The present Catholic Church is submerged in a rigorous winter. The social base that supports the antiquated model of the present pope is comprised of conservative groups, more interested in the media, in the logic of the market, than in proposing an adequate response to the present grave problems. They offer a «lexotan-Christianity» good for pacifying anxious consciences, but alienated from the suffering humanity.

It is urgent that we animate these Christians about to emigrate with what is essential in Christianity. It certainly is not the Church, that was never the object of the preaching of Jesus. He announced a dream, the Kingdom of God, in contraposition to the Kingdom of Caesar; the Kingdom of God that represents an absolute revolution in relationships, from the individual to the divine and the cosmic.

Christianity appeared in history primarily as a movement and as the way of Christ. It predates its grounding in the four Gospels and in the doctrines. The character of a spiritual path means a type of Christianity that has its own course. It generally lives on the edge and, at times, at a critical distance from the official institution. But it is born and nourished by the permanent fascination with the figure, and the liberating and spiritual message of Jesus of Nazareth. Initially deemed the «heresy of the Nazarenes» (Acts 24,5) or simply, a «heresy» (Acts 28,22) in the sense of a «very small group», Christianity was acquiring autonomy until its followers, according to The Acts of The Apostles (11,36), were called, «Christians».

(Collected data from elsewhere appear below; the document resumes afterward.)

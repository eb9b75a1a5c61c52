//! Conversion from RTT DTOs to domain types.
//!
//! Turns one service document into an ordered calling pattern with
//! resolved datetimes and midnight rollover fixed up.

use chrono::{Days, Duration, NaiveDate, NaiveDateTime};
use tracing::trace;

use crate::domain::{
    CallingPoint, PopulatedService, Service, ServiceUid, TimeError, parse_rtt_time,
};

use super::types::{LocationRecord, SearchResponse, ServiceResponse};

/// A realtime time this far from its booked time has crossed midnight
/// relative to it.
const ROLLOVER_THRESHOLD_HOURS: i64 = 6;

/// `displayAs` values that mark a cancelled location.
pub const CANCELLED_MARKERS: [&str; 2] = ["CANCELLED_CALL", "CANCELLED_PASS"];

/// Error during DTO to domain conversion.
#[derive(Debug, Clone, PartialEq, Eq, thiserror::Error)]
pub enum ConversionError {
    /// No locations, so no origin or destination
    #[error("service has no locations")]
    EmptyLocations,

    /// A time field could not be parsed
    #[error("invalid {field} at {tiploc}: {source}")]
    InvalidTime {
        field: &'static str,
        tiploc: String,
        #[source]
        source: TimeError,
    },

    /// A required field was absent
    #[error("missing required field: {0}")]
    MissingField(&'static str),
}

/// Lateness fields, in priority order. The first non-null value wins.
fn lateness_fields(loc: &LocationRecord) -> [Option<i32>; 5] {
    [
        loc.realtime_wtt_arrival_lateness,
        loc.realtime_wtt_departure_lateness,
        loc.realtime_gbtt_arrival_lateness,
        loc.realtime_gbtt_departure_lateness,
        loc.realtime_lateness,
    ]
}

/// Build unpopulated services from a station search response.
///
/// Each service takes its own `runDate` when present, else `search_date`.
/// A missing `services` list means no matches.
pub fn convert_search(
    response: &SearchResponse,
    search_date: NaiveDate,
) -> Result<Vec<Service>, ConversionError> {
    let summaries = response.services.as_deref().unwrap_or(&[]);

    summaries
        .iter()
        .map(|summary| -> Result<Service, ConversionError> {
            let uid = summary
                .service_uid
                .as_deref()
                .and_then(|s| ServiceUid::parse(s).ok())
                .ok_or(ConversionError::MissingField("serviceUid"))?;
            let date = summary
                .run_date
                .as_deref()
                .and_then(|d| NaiveDate::parse_from_str(d, "%Y-%m-%d").ok())
                .unwrap_or(search_date);
            Ok(Service::new(uid, Some(date)))
        })
        .collect()
}

/// Normalize a service document.
///
/// `date` is the service's nominal run date; every time is first anchored
/// to it, then locations that fall before the origin's booked departure
/// are moved to the following day.
pub fn convert_service(
    response: &ServiceResponse,
    date: NaiveDate,
) -> Result<PopulatedService, ConversionError> {
    let records = response.locations.as_deref().unwrap_or(&[]);

    let mut locations = records
        .iter()
        .map(|record| convert_location(record, date))
        .collect::<Result<Vec<_>, _>>()?;

    let destination = locations.pop().ok_or(ConversionError::EmptyLocations)?;
    let (origin, calling_points) = if locations.is_empty() {
        (destination.clone(), Vec::new())
    } else {
        let origin = locations.remove(0);
        (origin, locations)
    };

    let mut service = PopulatedService {
        origin,
        destination,
        calling_points,
        running: response.realtime_activated == Some(true),
        stp_indicator: response.stp_indicator.clone(),
        trailing_load: response.trailing_load,
    };

    correct_rollover(&mut service);

    Ok(service)
}

/// Convert a single location record, anchoring every time to `date`.
pub fn convert_location(
    record: &LocationRecord,
    date: NaiveDate,
) -> Result<CallingPoint, ConversionError> {
    let parse = |field: &'static str,
                 value: Option<&str>|
     -> Result<Option<NaiveDateTime>, ConversionError> {
        value
            .map(|s| {
                parse_rtt_time(s, date).map_err(|source| ConversionError::InvalidTime {
                    field,
                    tiploc: record.tiploc.clone(),
                    source,
                })
            })
            .transpose()
    };

    let mut cp = CallingPoint::new(&record.description, record.tiploc.clone());
    cp.crs = record.crs.clone();
    cp.platform = record.platform.clone();

    cp.booked_arrival = parse("wttBookedArrival", record.wtt_booked_arrival.as_deref())?;
    cp.booked_departure = match record.wtt_booked_departure.as_deref() {
        Some(dep) => parse("wttBookedDeparture", Some(dep))?,
        None => parse("wttBookedPass", record.wtt_booked_pass.as_deref())?,
    };

    cp.realtime_arrival = parse("realtimeArrival", record.realtime_arrival.as_deref())?;
    cp.realtime_departure = match record.realtime_departure.as_deref() {
        Some(dep) => parse("realtimeDeparture", Some(dep))?,
        None => parse("realtimePass", record.realtime_pass.as_deref())?,
    };

    cp.delay = lateness_fields(record).into_iter().flatten().next().unwrap_or(0);
    cp.cancelled = is_cancelled(record);

    Ok(cp)
}

fn is_cancelled(record: &LocationRecord) -> bool {
    [&record.display_as, &record.realtime_display_as]
        .into_iter()
        .flatten()
        .any(|marker| CANCELLED_MARKERS.contains(&marker.as_str()))
}

/// Move locations that sort before the origin's booked departure onto
/// the next day, then line each realtime time up with its booked time.
///
/// Calling points are judged by booked departure, the destination by
/// booked arrival. Without an origin departure no location is moved, but
/// realtime times are still aligned.
fn correct_rollover(service: &mut PopulatedService) {
    if let Some(day_zero) = service.origin.booked_departure {
        for cp in &mut service.calling_points {
            if cp.booked_departure.is_some_and(|dep| dep < day_zero) {
                trace!(tiploc = %cp.tiploc, "calling point after midnight");
                cp.shift_days(1);
            }
        }

        let destination = &mut service.destination;
        if destination.booked_arrival.is_some_and(|arr| arr < day_zero) {
            trace!(tiploc = %destination.tiploc, "destination after midnight");
            destination.shift_days(1);
        }
    }

    align_realtime(&mut service.origin);
    service.calling_points.iter_mut().for_each(align_realtime);
    align_realtime(&mut service.destination);
}

/// Realtime times are compared with the booked time of the same event,
/// falling back to the location's other booked time.
fn align_realtime(cp: &mut CallingPoint) {
    let arrival_ref = cp.booked_arrival.or(cp.booked_departure);
    let departure_ref = cp.booked_departure.or(cp.booked_arrival);
    align_to(&mut cp.realtime_arrival, arrival_ref, &cp.tiploc);
    align_to(&mut cp.realtime_departure, departure_ref, &cp.tiploc);
}

/// Move `live` by a day when it sits more than the threshold away from
/// `booked`: a late train past midnight, or an early one before it.
fn align_to(live: &mut Option<NaiveDateTime>, booked: Option<NaiveDateTime>, tiploc: &str) {
    let (Some(time), Some(booked)) = (live.as_mut(), booked) else {
        return;
    };
    let threshold = Duration::hours(ROLLOVER_THRESHOLD_HOURS);

    let shifted = if *time < booked - threshold {
        time.checked_add_days(Days::new(1))
    } else if *time > booked + threshold {
        time.checked_sub_days(Days::new(1))
    } else {
        None
    };

    if let Some(shifted) = shifted {
        trace!(tiploc, from = %time, to = %shifted, "realtime crossed midnight");
        *time = shifted;
    }
}
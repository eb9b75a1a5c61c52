//! Domain types for RTT timetable data.
//!
//! These types are independent of the HTTP layer: a `Service` knows
//! nothing about the client that filled it in.

mod calling_point;
mod service;
mod service_uid;
mod time;

pub use calling_point::CallingPoint;
pub use service::{PopulatedService, Service};
pub use service_uid::{InvalidServiceUid, ServiceUid};
pub use time::{DATE_FORMAT, TIME_FORMAT, TimeError, parse_rtt_time, today};
//! Realtime Trains (RTT) API client.
//!
//! This module provides an HTTP client for the RTT JSON API, which serves
//! working-timetable and realtime data for UK rail services.
//!
//! Key characteristics of RTT:
//! - Service UIDs are **stable** for a run date, so a service can be looked
//!   up again later
//! - Times are bare "HHMM" or "HHMMSS" strings with no date; overnight
//!   services are corrected after parsing
//! - Authentication is HTTP basic with per-account credentials

mod client;
mod convert;
mod error;
mod types;
mod url;

pub use client::{RttClient, RttConfig};
pub use convert::{
    CANCELLED_MARKERS, ConversionError, convert_location, convert_search, convert_service,
};
pub use error::RttError;
pub use types::{
    LocationRecord, LocationSummary, SearchFilter, SearchResponse, ServiceResponse,
    ServiceSummary,
};
pub use url::{DEFAULT_BASE_URL, QueryBuilder};
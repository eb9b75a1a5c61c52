//! RTT request path construction.
//!
//! Paths are pure strings; nothing here touches the network or checks
//! station codes, which the API validates itself.

use chrono::{NaiveDate, NaiveTime};

use crate::domain::{DATE_FORMAT, ServiceUid, TIME_FORMAT, today};

/// Default base URL for the RTT JSON API.
pub const DEFAULT_BASE_URL: &str = "https://api.rtt.io/api/v1/json";

/// Builds request URLs for a base URL and endpoint tag.
///
/// The endpoint tag selects the API flavour (`"v1"` for passenger data,
/// `"v2"` for freight where enabled) and is appended to each search kind,
/// e.g. `searchv1` and `servicev1`.
#[derive(Debug, Clone, PartialEq, Eq)]
pub struct QueryBuilder {
    base_url: String,
    endpoint: String,
}

impl QueryBuilder {
    /// Create a builder. The endpoint is trimmed and lowercased; a trailing
    /// `/` on the base URL is dropped.
    pub fn new(base_url: &str, endpoint: &str) -> Self {
        Self {
            base_url: base_url.trim_end_matches('/').to_string(),
            endpoint: endpoint.trim().to_lowercase(),
        }
    }

    pub fn endpoint(&self) -> &str {
        &self.endpoint
    }

    /// Path for services calling at `station`.
    ///
    /// # Examples
    ///
    /// ```
    /// use rtt_client::rtt::{DEFAULT_BASE_URL, QueryBuilder};
    /// use chrono::{NaiveDate, NaiveTime};
    ///
    /// let q = QueryBuilder::new(DEFAULT_BASE_URL, "v1");
    /// let date = NaiveDate::from_ymd_opt(2024, 3, 15);
    ///
    /// assert_eq!(
    ///     q.station_search_path("KGX", date, None, None),
    ///     "https://api.rtt.io/api/v1/json/searchv1/KGX/2024/03/15"
    /// );
    /// assert_eq!(
    ///     q.station_search_path("KGX", date, Some("LDS"), NaiveTime::from_hms_opt(9, 5, 0)),
    ///     "https://api.rtt.io/api/v1/json/searchv1/KGX/to/LDS/2024/03/15/0905"
    /// );
    /// ```
    pub fn station_search_path(
        &self,
        station: &str,
        date: Option<NaiveDate>,
        to_station: Option<&str>,
        at_time: Option<NaiveTime>,
    ) -> String {
        let date = date.unwrap_or_else(today);
        let search = format!("search{}", self.endpoint);
        let url_date = date.format(DATE_FORMAT).to_string();

        let mut parts = vec![self.base_url.as_str(), search.as_str(), station];
        if let Some(to) = to_station {
            parts.extend(["to", to]);
        }
        parts.push(&url_date);
        let mut url = parts.join("/");

        if let Some(time) = at_time {
            url.push('/');
            url.push_str(&time.format(TIME_FORMAT).to_string());
        }

        url
    }

    /// Path for a single service's full calling pattern.
    pub fn service_lookup_path(&self, uid: &ServiceUid, date: Option<NaiveDate>) -> String {
        let date = date.unwrap_or_else(today);
        format!(
            "{}/service{}/{}/{}",
            self.base_url,
            self.endpoint,
            uid.as_str(),
            date.format(DATE_FORMAT)
        )
    }
}

impl Default for QueryBuilder {
    fn default() -> Self {
        Self::new(DEFAULT_BASE_URL, "v1")
    }
}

The movement of Jesus is certainly the most vigorous force of Christianity, stronger than the Churches, because it is neither bounded by institutions, nor is it a prisoner of doctrines and dogmas,founded in a specific cultural background. It is composed of all types of people, from the most varied cultures and traditions, even agnostics and atheists who let themselves be touched by the courageous figure of Jesus, by the dream he announced, a Kingdom of love and liberty, by his ethic of unconditional love, especially for the poor and the oppressed, and by the way he assumed the human drama, amidst humiliation, torture and his execution on the cross. Jesus offered an image of God so intimate and life-friendly that it is difficult to disregard, even by those who do not believe in God. Many people say, «if there is a God, it has to be like the God of Jesus».

This Christianity as a spiritual path is what really counts. However, from being a movement it soon became a religious institution, with several forms of organization. In its bosom were developed different interpretations of the figure of Jesus, that were transformed into doctrines, and gathered into the official Gospels. The Churches, when they assumed institutional character, established criteria of belonging and of exclusion, doctrines such as identity reference and their own rites of celebration. Sociology, and not theology, explains that phenomenon. The institution always exists in tension with the spiritual path. The ideal is that they develop together, but that is rare. The most important, in any case, is the spiritual path. This has a future and animates the meaning of life.

The problem of the Roman Catholic Church is her claim of being the only true one. The correct approach is for all the Churches to recognize each other, because they reveal different and complementary dimensions of the message of the Nazarene. What is important is for Christianity to maintain its character as a spiritual path. That can sustain so many Christian men and women in the face of the mediocrity and irrelevancy into which the present Catholic Church has fallen.